In Our Own Spaces #2: "Bring The Work You Hate"
Intentions for a community hosted artist salon series
The following writing was created for and spoken at the second edition of the community-lead and hosted artist salon series “In Our Own Spaces” on August 19, 2023. My partner and I founded this salon series as a space for communal gathering, radical conversation, and redefining uses of art in our current society.
After writing the first draft of this, I looked over the page and decided to myself: “I hate this”. The irony. Where does that instinct come from? To look over a work and instead of appreciating it for what it is, or even recognizing parts of it that deserve further exploration, to just write it off completely: as unworthy, not good enough, a failure.
Art has been objectified and devalued in our needy, overbearing, and oppressive system. Creative contributions that express and experiment in emotion, awareness, community, and connection are valued as lesser than the more tangible yet superficial qualities that fuel systems of hierarchy and wealth accumulation. If an artwork is not assumed to have some capital worth, it is worthless. So as artists we are left to strive and chase, feeling powerless and inadequate, and instead of looking at the realities of our environment, it’s far too easy to internalize that worthlessness. Artists and artworks cannot simply be.

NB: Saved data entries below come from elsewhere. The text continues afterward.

//! The list reducer.
//!
//! A pure transition `(&TodoList, ListCommand) -> TodoList`. Every command
//! builds a new list; the input is left as it was. Commands that name an id
//! that is not in the list return an equal list, which guards against a UI
//! action racing a deletion.

use crate::types::{TodoId, TodoItem, TodoList};
use reducible_core::environment::{IdGenerator, UuidGenerator};
use reducible_core::reducer::Reducer;
use reducible_macros::Action;
use std::sync::Arc;

/// Environment dependencies for the todo reducers
#[derive(Clone)]
pub struct TodoEnvironment {
    /// Source of ids for new items
    pub ids: Arc<dyn IdGenerator>,
}

impl TodoEnvironment {
    /// Creates a new `TodoEnvironment`
    #[must_use]
    pub fn new(ids: Arc<dyn IdGenerator>) -> Self {
        Self { ids }
    }

    /// Environment backed by random UUIDs
    #[must_use]
    pub fn production() -> Self {
        Self::new(Arc::new(UuidGenerator))
    }

    /// Draws an id that is not used in `list`
    ///
    /// A deterministic generator may hand out an id that a restored list
    /// already holds; such ids are skipped.
    fn fresh_id(&self, list: &TodoList) -> TodoId {
        loop {
            let id = TodoId::from_uuid(self.ids.next_id());
            if !list.contains(id) {
                return id;
            }
        }
    }
}

impl std::fmt::Debug for TodoEnvironment {
    fn fmt(&self, f: &mut std::fmt::Formatter<'_>) -> std::fmt::Result {
        f.debug_struct("TodoEnvironment").finish_non_exhaustive()
    }
}

/// Commands accepted by the list reducer
#[derive(Action, Clone, Debug, PartialEq, Eq)]
pub enum ListCommand {
    /// Append a new item at the end of the list
    ///
    /// The text must already be trimmed and non-empty.
    Add {
        /// Text of the new item
        text: String,
    },

    /// Flip the completed flag of an item
    Toggle {
        /// Item to toggle
        id: TodoId,
    },

    /// Remove an item
    Clear {
        /// Item to remove
        id: TodoId,
    },

    /// Remove every completed item
    ClearAllCompleted,

    /// Move the item at `source` so it ends up at `destination`
    ///
    /// Both are absolute positions in the full list and must be in range.
    Reorder {
        /// Current position of the item
        source: usize,
        /// Position after the move
        destination: usize,
    },

    /// Replace the text of an item
    ///
    /// The text must already be trimmed and non-empty.
    Edit {
        /// Item to edit
        id: TodoId,
        /// New text
        text: String,
    },
}

/// Reducer for the ordered todo list
#[derive(Clone, Copy, Debug, Default)]
pub struct ListReducer;

impl ListReducer {
    /// Creates a new `ListReducer`
    #[must_use]
    pub const fn new() -> Self {
        Self
    }

    /// Copy of `list` with the item `id` replaced by `f(item)`
    fn replace(list: &TodoList, id: TodoId, f: impl FnOnce(&TodoItem) -> TodoItem) -> TodoList {
        let Some(position) = list.position(id) else {
            return list.clone();
        };

        let mut items = list.items().to_vec();
        items[position] = f(&items[position]);
        TodoList::from_unique(items)
    }

    /// Copy of `list` keeping only the items for which `keep` is true
    fn retain(list: &TodoList, keep: impl Fn(&TodoItem) -> bool) -> TodoList {
        TodoList::from_unique(list.iter().filter(|item| keep(item)).cloned().collect())
    }

    /// Copy of `list` with the item at `source` moved to `destination`
    fn reorder(list: &TodoList, source: usize, destination: usize) -> TodoList {
        let len = list.len();
        debug_assert!(
            source < len && destination < len,
            "reorder {source} -> {destination} out of range for {len} items"
        );

        if source >= len || destination >= len {
            tracing::error!(source, destination, len, "Reorder out of range, list left unchanged");
            return list.clone();
        }

        let mut items = list.items().to_vec();
        let item = items.remove(source);
        items.insert(destination, item);
        TodoList::from_unique(items)
    }
}

impl Reducer for ListReducer {
    type State = TodoList;
    type Action = ListCommand;
    type Environment = TodoEnvironment;

    fn reduce(&self, list: &TodoList, command: ListCommand, env: &TodoEnvironment) -> TodoList {
        match command {
            ListCommand::Add { text } => {
                let mut items = list.items().to_vec();
                items.push(TodoItem::new(env.fresh_id(list), text));
                TodoList::from_unique(items)
            },
            ListCommand::Toggle { id } => Self::replace(list, id, TodoItem::toggled),
            ListCommand::Clear { id } => Self::retain(list, |item| item.id != id),
            ListCommand::ClearAllCompleted => Self::retain(list, |item| !item.completed),
            ListCommand::Reorder {
                source,
                destination,
            } => Self::reorder(list, source, destination),
            ListCommand::Edit { id, text } => Self::replace(list, id, |item| item.with_text(text)),
        }
    }
}

#[cfg(test)]
mod tests {
    use super::*;
    use reducible_testing::{ReducerTest, SequentialIds, test_ids};

    fn env() -> TodoEnvironment {
        TodoEnvironment::new(Arc::new(test_ids()))
    }

    fn id(n: u64) -> TodoId {
        TodoId::from_uuid(SequentialIds::nth(n))
    }

    /// List with items 1..=n, texts "item 1".."item n", none completed
    fn list_of(n: u64) -> TodoList {
        TodoList::from_unique(
            (1..=n)
                .map(|i| TodoItem::new(id(i), format!("item {i}")))
                .collect(),
        )
    }

    fn ids(list: &TodoList) -> Vec<TodoId> {
        list.iter().map(|item| item.id).collect()
    }

    #[test]
    fn test_add_appends_at_tail() {
        ReducerTest::new(ListReducer::new())
            .with_env(TodoEnvironment::new(Arc::new(SequentialIds::starting_after(10))))
            .given_state(list_of(2))
            .when_action(ListCommand::Add {
                text: "buy milk".to_string(),
            })
            .then_state(|list| {
                assert_eq!(list.len(), 3);
                assert_eq!(ids(list), vec![id(1), id(2), id(11)]);
                let added = &list.items()[2];
                assert_eq!(added.text, "buy milk");
                assert!(!added.completed);
            })
            .then_transition(|before, _| {
                assert_eq!(before.len(), 2);
            })
            .run();
    }

    #[test]
    fn test_add_skips_ids_already_in_list() {
        // The generator starts at 1, which the seeded list already uses.
        ReducerTest::new(ListReducer::new())
            .with_env(env())
            .given_state(list_of(2))
            .when_action(ListCommand::Add {
                text: "new".to_string(),
            })
            .then_state(|list| {
                assert_eq!(list.items()[2].id, id(3));
            })
            .run();
    }

    #[test]
    fn test_toggle_flips_only_matching_item() {
        ReducerTest::new(ListReducer::new())
            .with_env(env())
            .given_state(list_of(3))
            .when_action(ListCommand::Toggle { id: id(2) })
            .then_transition(|before, after| {
                assert_eq!(after.len(), 3);
                assert_eq!(after.items()[1], before.items()[1].toggled());
                assert_eq!(after.items()[0], before.items()[0]);
                assert_eq!(after.items()[2], before.items()[2]);
            })
            .run();
    }

    #[test]
    fn test_toggle_unknown_id_is_noop() {
        ReducerTest::new(ListReducer::new())
            .with_env(env())
            .given_state(list_of(3))
            .when_action(ListCommand::Toggle { id: id(99) })
            .then_unchanged()
            .run();
    }

    #[test]
    fn test_clear_removes_matching_item() {
        ReducerTest::new(ListReducer::new())
            .with_env(env())
            .given_state(list_of(3))
            .when_action(ListCommand::Clear { id: id(2) })
            .then_state(|list| {
                assert_eq!(ids(list), vec![id(1), id(3)]);
            })
            .run();
    }

    #[test]
    fn test_clear_unknown_id_is_noop() {
        ReducerTest::new(ListReducer::new())
            .with_env(env())
            .given_state(list_of(3))
            .when_action(ListCommand::Clear { id: id(42) })
            .then_unchanged()
            .run();
    }

    #[test]
    fn test_clear_all_completed() {
        ReducerTest::new(ListReducer::new())
            .with_env(env())
            .given_state(list_of(4))
            .when_action(ListCommand::Toggle { id: id(1) })
            .when_action(ListCommand::Toggle { id: id(3) })
            .when_action(ListCommand::ClearAllCompleted)
            .then_state(|list| {
                assert_eq!(ids(list), vec![id(2), id(4)]);
                assert_eq!(list.completed_count(), 0);
            })
            .run();
    }

    #[test]
    fn test_clear_all_completed_without_completed_is_noop() {
        ReducerTest::new(ListReducer::new())
            .with_env(env())
            .given_state(list_of(3))
            .when_action(ListCommand::ClearAllCompleted)
            .then_unchanged()
            .run();
    }

    #[test]
    fn test_reorder_last_to_first() {
        ReducerTest::new(ListReducer::new())
            .with_env(env())
            .given_state(list_of(3))
            .when_action(ListCommand::Reorder {
                source: 2,
                destination: 0,
            })
            .then_state(|list| {
                assert_eq!(ids(list), vec![id(3), id(1), id(2)]);
            })
            .run();
    }

    #[test]
    fn test_reorder_first_to_last() {
        ReducerTest::new(ListReducer::new())
            .with_env(env())
            .given_state(list_of(3))
            .when_action(ListCommand::Reorder {
                source: 0,
                destination: 2,
            })
            .then_state(|list| {
                assert_eq!(ids(list), vec![id(2), id(3), id(1)]);
            })
            .run();
    }

    #[test]
    fn test_reorder_same_index_is_noop() {
        ReducerTest::new(ListReducer::new())
            .with_env(env())
            .given_state(list_of(3))
            .when_action(ListCommand::Reorder {
                source: 1,
                destination: 1,
            })
            .then_unchanged()
            .run();
    }

    #[test]
    #[cfg(debug_assertions)]
    #[should_panic(expected = "out of range")]
    fn test_reorder_out_of_range_aborts_in_debug() {
        let _ = ListReducer::new().reduce(
            &list_of(2),
            ListCommand::Reorder {
                source: 0,
                destination: 5,
            },
            &env(),
        );
    }

    #[test]
    fn test_edit_replaces_text_in_place() {
        ReducerTest::new(ListReducer::new())
            .with_env(env())
            .given_state(list_of(3))
            .when_action(ListCommand::Toggle { id: id(2) })
            .when_action(ListCommand::Edit {
                id: id(2),
                text: "renamed".to_string(),
            })
            .then_state(|list| {
                let item = &list.items()[1];
                assert_eq!(item.id, id(2));
                assert_eq!(item.text, "renamed");
                assert!(item.completed);
            })
            .run();
    }

    #[test]
    fn test_edit_unknown_id_is_noop() {
        ReducerTest::new(ListReducer::new())
            .with_env(env())
            .given_state(list_of(2))
            .when_action(ListCommand::Edit {
                id: id(7),
                text: "ghost".to_string(),
            })
            .then_unchanged()
            .run();
    }
}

We pour ourselves into clay and onto canvas. The artist identifies with, and identifies as, the work, because it is literally a piece of our souls. Especially in our surveillance era, when it feels like everyone and everything has eyes on us at all times, we fear the perception of the presented self: primarily the physical body, and in the case of the artist, in the artwork as the physical representation of the soul. What will people make of me? What will the art world make of me? Who am I to history? All of this becomes the responsibility of the work to communicate.

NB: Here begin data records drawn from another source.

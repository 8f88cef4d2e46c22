//! 工作队列配置
//!
//! 所有时长字段以毫秒为单位，便于从 TOML/环境变量反序列化。
//!
use crate::error::{WorkQueueError, WorkQueueResult as Result};
use bon::Builder;
use serde::Deserialize;
use std::time::Duration;

/// 限速/退避策略
#[derive(Builder, Clone, Copy, Debug, Deserialize, PartialEq)]
pub struct RateLimiterConfig {
    /// 单条目失败退避的基数（毫秒）
    #[builder(default = default_base_delay_ms())]
    #[serde(default = "default_base_delay_ms")]
    pub base_delay_ms: u64,

    /// 单条目失败退避的上限（毫秒）
    #[builder(default = default_max_delay_ms())]
    #[serde(default = "default_max_delay_ms")]
    pub max_delay_ms: u64,

    /// 最大重试次数（0 表示不限）
    #[builder(default)]
    #[serde(default)]
    pub max_retries: u32,

    /// 全局令牌桶速率
    #[builder(default = default_qps())]
    #[serde(default = "default_qps")]
    pub qps: f64,

    /// 全局令牌桶容量
    #[builder(default = default_burst())]
    #[serde(default = "default_burst")]
    pub burst: u32,
}

impl Default for RateLimiterConfig {
    fn default() -> Self {
        Self {
            base_delay_ms: default_base_delay_ms(),
            max_delay_ms: default_max_delay_ms(),
            max_retries: 0,
            qps: default_qps(),
            burst: default_burst(),
        }
    }
}

impl RateLimiterConfig {
    pub fn base_delay(&self) -> Duration {
        Duration::from_millis(self.base_delay_ms)
    }

    pub fn max_delay(&self) -> Duration {
        Duration::from_millis(self.max_delay_ms)
    }

    /// `None` 表示不限重试次数
    pub fn retry_limit(&self) -> Option<u32> {
        (self.max_retries > 0).then_some(self.max_retries)
    }

    pub fn validate(&self) -> Result<()> {
        if self.base_delay_ms > self.max_delay_ms {
            return Err(WorkQueueError::InvalidConfig {
                reason: format!(
                    "base_delay_ms ({}) must not exceed max_delay_ms ({})",
                    self.base_delay_ms, self.max_delay_ms
                ),
            });
        }
        if !(self.qps.is_finite() && self.qps > 0.0) {
            return Err(WorkQueueError::InvalidConfig {
                reason: format!("qps must be positive, got {}", self.qps),
            });
        }
        if self.burst == 0 {
            return Err(WorkQueueError::InvalidConfig {
                reason: "burst must be at least 1".to_string(),
            });
        }
        Ok(())
    }
}

/// 工作队列配置
#[derive(Builder, Clone, Debug, Deserialize, PartialEq)]
pub struct WorkQueueConfig {
    /// 队列名称（日志字段）
    #[builder(into, default = default_name())]
    #[serde(default = "default_name")]
    pub name: String,

    #[builder(default)]
    #[serde(default)]
    pub rate_limiter: RateLimiterConfig,

    /// 等待通知源完成初始同步时的轮询间隔（毫秒）
    #[builder(default = default_sync_poll_interval_ms())]
    #[serde(default = "default_sync_poll_interval_ms")]
    pub sync_poll_interval_ms: u64,

    /// 取消后等待在途条目完成的最长时间（毫秒）
    #[builder(default = default_shutdown_grace_ms())]
    #[serde(default = "default_shutdown_grace_ms")]
    pub shutdown_grace_ms: u64,
}

impl Default for WorkQueueConfig {
    fn default() -> Self {
        Self {
            name: default_name(),
            rate_limiter: RateLimiterConfig::default(),
            sync_poll_interval_ms: default_sync_poll_interval_ms(),
            shutdown_grace_ms: default_shutdown_grace_ms(),
        }
    }
}

impl WorkQueueConfig {
    pub fn named(name: impl Into<String>) -> Self {
        Self {
            name: name.into(),
            ..Self::default()
        }
    }

    pub fn sync_poll_interval(&self) -> Duration {
        Duration::from_millis(self.sync_poll_interval_ms)
    }

    pub fn shutdown_grace(&self) -> Duration {
        Duration::from_millis(self.shutdown_grace_ms)
    }

    pub fn validate(&self) -> Result<()> {
        if self.sync_poll_interval_ms == 0 {
            return Err(WorkQueueError::InvalidConfig {
                reason: "sync_poll_interval_ms must be positive".to_string(),
            });
        }
        self.rate_limiter.validate()
    }
}

fn default_name() -> String {
    "workqueue".to_string()
}
fn default_base_delay_ms() -> u64 {
    5
}
fn default_max_delay_ms() -> u64 {
    1_000_000
}
fn default_qps() -> f64 {
    10.0
}
fn default_burst() -> u32 {
    100
}
fn default_sync_poll_interval_ms() -> u64 {
    100
}
fn default_shutdown_grace_ms() -> u64 {
    30_000
}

There is then a massive expectation placed on the work: to represent the self in a way that is pleasing to others, and to be valued in a world that is built to not value it. And we project anger and contempt that we feel toward ourselves, as a result of this pressure and helplessness, onto this work. We resent it. We’re disgusted by it. We hate it.
When we hate, we foster hate. It festers and grows inside of us, it colors our experience of ourselves and of the world. When we hate our work, we start to hate others’ work. When we hate ourselves we start to hate others. Maybe because we’ve decided that they’re better than us, maybe because we’ve decided that they’re worse than us— we hate them for keeping us in their shadow or we hate them for failing to uphold the unrealistic standards we’ve set for ourselves.

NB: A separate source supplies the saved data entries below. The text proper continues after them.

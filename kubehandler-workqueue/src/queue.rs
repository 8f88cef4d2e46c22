//! 限速去重队列（RateLimitingQueue）
//!
//! - 待处理集合去重：同一条目在被取走之前至多存在一份；
//! - 处理中集合互斥：条目被某个 worker 取走后，在 `done` 之前不会再次被取出，
//!   期间再次入队只会标记为 dirty，待 `done` 时重新排队；
//! - 延迟调度：`add_after`/`add_rate_limited` 按限速器给出的时长延迟入队，
//!   同一条目多次延迟时保留更早的就绪时间；已排队且未在处理中的条目不再安排定时器；
//! - 重试计数：只有 `requeue`（处理失败后的重新入队）计数，重复通知不计；
//! - 关闭后不再接受新条目，阻塞中的 `get` 立即返回。
//!
//! 队列状态只在内部锁内修改，调用方无需额外同步。
//!
use crate::config::WorkQueueConfig;
use crate::rate_limiter::{RateLimiter, default_controller_rate_limiter};
use parking_lot::Mutex;
use std::collections::{HashMap, HashSet, VecDeque};
use std::sync::Arc;
use std::time::Duration;
use tokio::sync::Notify;
use tokio::time::Instant;
use tokio_util::sync::CancellationToken;
use tracing::{debug, trace};

#[derive(Default)]
struct State {
    queue: VecDeque<String>,
    dirty: HashSet<String>,
    processing: HashSet<String>,
    waiting: HashMap<String, Instant>,
    requeues: HashMap<String, u32>,
    shutting_down: bool,
}

struct Inner {
    name: String,
    state: Mutex<State>,
    // 有新条目或进入关闭状态
    ready: Notify,
    // 关闭后处理中集合清空
    drained: Notify,
    rate_limiter: Box<dyn RateLimiter>,
    timers: CancellationToken,
}

/// 限速去重队列；克隆得到的是同一队列的句柄
#[derive(Clone)]
pub struct RateLimitingQueue {
    inner: Arc<Inner>,
}

impl RateLimitingQueue {
    pub fn new(name: impl Into<String>, rate_limiter: impl RateLimiter + 'static) -> Self {
        Self {
            inner: Arc::new(Inner {
                name: name.into(),
                state: Mutex::new(State::default()),
                ready: Notify::new(),
                drained: Notify::new(),
                rate_limiter: Box::new(rate_limiter),
                timers: CancellationToken::new(),
            }),
        }
    }

    /// 使用控制器默认限速器创建队列
    pub fn with_config(config: &WorkQueueConfig) -> Self {
        Self::new(
            config.name.clone(),
            default_controller_rate_limiter(&config.rate_limiter),
        )
    }

    pub fn name(&self) -> &str {
        &self.inner.name
    }

    // 已排队且不在处理中：再次入队只是重复通知
    fn is_pending(st: &State, item: &str) -> bool {
        st.dirty.contains(item) && !st.processing.contains(item)
    }

    /// 立即入队
    pub fn add(&self, item: impl Into<String>) {
        let item = item.into();
        {
            let mut st = self.inner.state.lock();
            if st.shutting_down {
                trace!(queue = %self.inner.name, %item, "queue is shutting down, item dropped");
                return;
            }
            if st.dirty.contains(&item) {
                trace!(queue = %self.inner.name, %item, "item already pending");
                return;
            }
            st.dirty.insert(item.clone());
            if st.processing.contains(&item) {
                // 等待 done 时重新排队
                return;
            }
            st.queue.push_back(item);
        }
        self.inner.ready.notify_one();
    }

    /// 延迟 `delay` 后入队
    pub fn add_after(&self, item: impl Into<String>, delay: Duration) {
        let item = item.into();
        if delay.is_zero() {
            self.add(item);
            return;
        }

        let now = Instant::now();
        let ready_at = now.checked_add(delay).unwrap_or_else(|| far_future(now));
        {
            let mut st = self.inner.state.lock();
            if st.shutting_down || Self::is_pending(&st, &item) {
                return;
            }
            if let Some(existing) = st.waiting.get(&item) {
                if *existing <= ready_at {
                    return;
                }
            }
            st.waiting.insert(item.clone(), ready_at);
        }

        debug!(queue = %self.inner.name, %item, ?delay, "item scheduled");
        let queue = self.clone();
        match tokio::runtime::Handle::try_current() {
            Ok(handle) => {
                let timers = self.inner.timers.clone();
                handle.spawn(async move {
                    tokio::select! {
                        _ = timers.cancelled() => {}
                        _ = tokio::time::sleep_until(ready_at) => queue.fire(&item, ready_at),
                    }
                });
            }
            Err(_) => {
                std::thread::spawn(move || {
                    std::thread::sleep(ready_at.saturating_duration_since(Instant::now()));
                    queue.fire(&item, ready_at);
                });
            }
        }
    }

    // 只有仍持有该就绪时间的定时器才真正入队，被更早定时器取代的直接放弃
    fn fire(&self, item: &str, ready_at: Instant) {
        {
            let mut st = self.inner.state.lock();
            if st.waiting.get(item) != Some(&ready_at) {
                return;
            }
            st.waiting.remove(item);
        }
        self.add(item);
    }

    /// 按限速器给出的时长延迟入队；条目已排队时直接忽略，不消耗退避额度
    pub fn add_rate_limited(&self, item: impl Into<String>) {
        let item = item.into();
        {
            let st = self.inner.state.lock();
            if st.shutting_down || Self::is_pending(&st, &item) {
                trace!(queue = %self.inner.name, %item, "item already pending");
                return;
            }
        }
        let delay = self.inner.rate_limiter.when(&item);
        self.add_after(item, delay);
    }

    /// 取出下一个条目；队列关闭且已清空时返回 `None`
    ///
    /// 取消安全：未完成的 future 被丢弃时不会丢失条目。
    pub async fn get(&self) -> Option<String> {
        loop {
            let notified = self.inner.ready.notified();
            tokio::pin!(notified);
            notified.as_mut().enable();

            {
                let mut st = self.inner.state.lock();
                if let Some(item) = st.queue.pop_front() {
                    st.dirty.remove(&item);
                    st.processing.insert(item.clone());
                    return Some(item);
                }
                if st.shutting_down {
                    return None;
                }
            }

            notified.await;
        }
    }

    /// 标记条目处理完毕；处理期间再次入队的条目此时重新排队
    pub fn done(&self, item: &str) {
        let (requeued, drained) = {
            let mut st = self.inner.state.lock();
            st.processing.remove(item);
            let requeued = st.dirty.contains(item);
            if requeued {
                st.queue.push_back(item.to_string());
            }
            (requeued, st.shutting_down && st.processing.is_empty())
        };

        if requeued {
            self.inner.ready.notify_one();
        }
        if drained {
            self.inner.drained.notify_waiters();
        }
    }

    /// 处理失败后重新入队：重试计数加一，并按退避延迟
    pub fn requeue(&self, item: &str) {
        {
            let mut st = self.inner.state.lock();
            if st.shutting_down {
                return;
            }
            *st.requeues.entry(item.to_string()).or_insert(0) += 1;
        }
        self.add_rate_limited(item);
    }

    /// 清空条目的重试计数与退避历史
    pub fn forget(&self, item: &str) {
        self.inner.state.lock().requeues.remove(item);
        self.inner.rate_limiter.forget(item);
    }

    /// 条目因处理失败被重新入队的次数
    pub fn num_requeues(&self, item: &str) -> u32 {
        self.inner.state.lock().requeues.get(item).copied().unwrap_or(0)
    }

    /// 当前待处理条目数（不含延迟中与处理中的条目）
    pub fn len(&self) -> usize {
        self.inner.state.lock().queue.len()
    }

    pub fn is_empty(&self) -> bool {
        self.len() == 0
    }

    /// 处理中条目数
    pub fn in_flight(&self) -> usize {
        self.inner.state.lock().processing.len()
    }

    /// 关闭队列：拒绝新条目，取消延迟定时器，唤醒所有阻塞的 `get`
    pub fn shut_down(&self) {
        {
            let mut st = self.inner.state.lock();
            if st.shutting_down {
                return;
            }
            st.shutting_down = true;
            st.waiting.clear();
        }
        debug!(queue = %self.inner.name, "shutting down queue");
        self.inner.timers.cancel();
        self.inner.ready.notify_waiters();
    }

    /// 关闭队列并等待所有处理中的条目 `done`
    pub async fn shut_down_with_drain(&self) {
        self.shut_down();
        loop {
            let notified = self.inner.drained.notified();
            tokio::pin!(notified);
            notified.as_mut().enable();

            if self.inner.state.lock().processing.is_empty() {
                return;
            }
            notified.await;
        }
    }

    pub fn shutting_down(&self) -> bool {
        self.inner.state.lock().shutting_down
    }
}

// 与 tokio 的 Interval 一致：约 30 年后
fn far_future(now: Instant) -> Instant {
    now + Duration::from_secs(86400 * 365 * 30)
}

#[cfg(test)]
mod tests {
    use super::*;
    use crate::rate_limiter::ItemExponentialFailureRateLimiter;

    fn queue(base_ms: u64) -> RateLimitingQueue {
        RateLimitingQueue::new(
            "test",
            ItemExponentialFailureRateLimiter::new(
                Duration::from_millis(base_ms),
                Duration::from_secs(1),
            ),
        )
    }

    #[tokio::test]
    async fn deduplicates_pending_items() {
        let q = queue(5);
        q.add("add:Foo:ns/a");
        q.add("add:Foo:ns/a");
        q.add("add:Foo:ns/b");
        assert_eq!(q.len(), 2);
        assert_eq!(q.get().await.as_deref(), Some("add:Foo:ns/a"));
        assert_eq!(q.get().await.as_deref(), Some("add:Foo:ns/b"));
        assert!(q.is_empty());
    }

    #[tokio::test]
    async fn item_in_flight_is_not_handed_out_twice() {
        let q = queue(5);
        q.add("k");
        let item = q.get().await.unwrap();

        q.add("k");
        assert_eq!(q.len(), 0, "in-flight item must not be re-queued before done");

        q.done(&item);
        assert_eq!(q.len(), 1);
        assert_eq!(q.get().await.as_deref(), Some("k"));
        q.done("k");
        assert!(q.is_empty());
    }

    #[tokio::test]
    async fn rate_limited_duplicates_collapse() {
        let q = queue(5);
        q.add_rate_limited("k");
        q.add_rate_limited("k");
        assert_eq!(q.len(), 1);

        tokio::time::sleep(Duration::from_millis(30)).await;
        assert_eq!(q.len(), 1);
    }

    #[tokio::test]
    async fn add_after_delays_delivery() {
        let q = queue(5);
        q.add_after("k", Duration::from_millis(50));
        assert_eq!(q.len(), 0);

        let got = tokio::time::timeout(Duration::from_secs(1), q.get())
            .await
            .expect("delayed item should arrive");
        assert_eq!(got.as_deref(), Some("k"));
    }

    #[tokio::test]
    async fn earlier_ready_time_wins() {
        let q = queue(5);
        q.add_after("k", Duration::from_secs(10));
        q.add_after("k", Duration::from_millis(10));

        let got = tokio::time::timeout(Duration::from_secs(1), q.get())
            .await
            .expect("earlier timer should fire");
        assert_eq!(got.as_deref(), Some("k"));
    }

    #[tokio::test]
    async fn shutdown_wakes_blocked_getters() {
        let q = queue(5);
        let getter = {
            let q = q.clone();
            tokio::spawn(async move { q.get().await })
        };
        tokio::time::sleep(Duration::from_millis(20)).await;
        q.shut_down();

        let got = tokio::time::timeout(Duration::from_secs(1), getter)
            .await
            .expect("getter should wake up")
            .unwrap();
        assert_eq!(got, None);
        assert!(q.shutting_down());
    }

    #[tokio::test]
    async fn rejects_items_after_shutdown() {
        let q = queue(5);
        q.add("before");
        q.shut_down();
        q.add("after");
        q.add_after("later", Duration::from_millis(1));
        assert_eq!(q.len(), 1);

        // 关闭前已排队的条目仍可取出，之后返回 None
        assert_eq!(q.get().await.as_deref(), Some("before"));
        q.done("before");
        assert_eq!(q.get().await, None);
    }

    #[tokio::test]
    async fn drain_waits_for_in_flight_items() {
        let q = queue(5);
        q.add("k");
        let item = q.get().await.unwrap();
        assert_eq!(q.in_flight(), 1);

        let drain = {
            let q = q.clone();
            tokio::spawn(async move { q.shut_down_with_drain().await })
        };
        tokio::time::sleep(Duration::from_millis(20)).await;
        assert!(!drain.is_finished());

        q.done(&item);
        tokio::time::timeout(Duration::from_secs(1), drain)
            .await
            .expect("drain should complete")
            .unwrap();
        assert_eq!(q.in_flight(), 0);
    }

    #[tokio::test]
    async fn forget_resets_requeue_count() {
        let q = queue(1);
        q.add("k");
        let item = q.get().await.unwrap();
        q.requeue(&item);
        q.done(&item);
        assert_eq!(q.num_requeues("k"), 1);
        q.forget("k");
        assert_eq!(q.num_requeues("k"), 0);
    }

    #[tokio::test]
    async fn duplicate_notifications_do_not_count_as_retries() {
        let q = queue(1);
        q.add_rate_limited("k");
        q.add_rate_limited("k");
        q.add_rate_limited("k");
        assert_eq!(q.len(), 1);
        assert_eq!(q.num_requeues("k"), 0);
    }

    #[tokio::test]
    async fn pending_item_is_not_redelivered_by_a_late_timer() {
        let q = queue(10);
        q.add_rate_limited("k");
        // 第二次通知若安排了定时器，会在条目被取走后再次入队
        q.add_rate_limited("k");
        let item = q.get().await.unwrap();

        tokio::time::sleep(Duration::from_millis(40)).await;
        q.done(&item);
        assert!(q.is_empty());
        assert_eq!(q.in_flight(), 0);
    }

    #[tokio::test]
    async fn huge_delays_do_not_overflow() {
        let q = queue(1);
        q.add_after("k", Duration::MAX);
        assert!(q.is_empty());
        q.shut_down();
    }
}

I often feel that art can act as a healthy guard to the internal experience:
I separate myself from this part of myself by making it into an image of its own.
I don’t have to be vulnerable, the work can do it for me. And I don’t have to hate myself, I can hate the work. To hate a work of art is to create for the object an experience of being unseen, and that’s not really fair to the work, or the viewer. So how can we collaborate better with our work? Tonight is our opportunity to explore that together.
When reflecting on the work around you, give others the opportunity to be seen in ways that they cannot see themselves— approach their work with curiosity, patience, and love. Use the support of this community to find something you love about your work, and let that reflect and fill you up with compassion for yourself. Wherever you are in your artistic practice is perfectly aligned with where you are in your own journey. Our work cannot grow if we do not grow.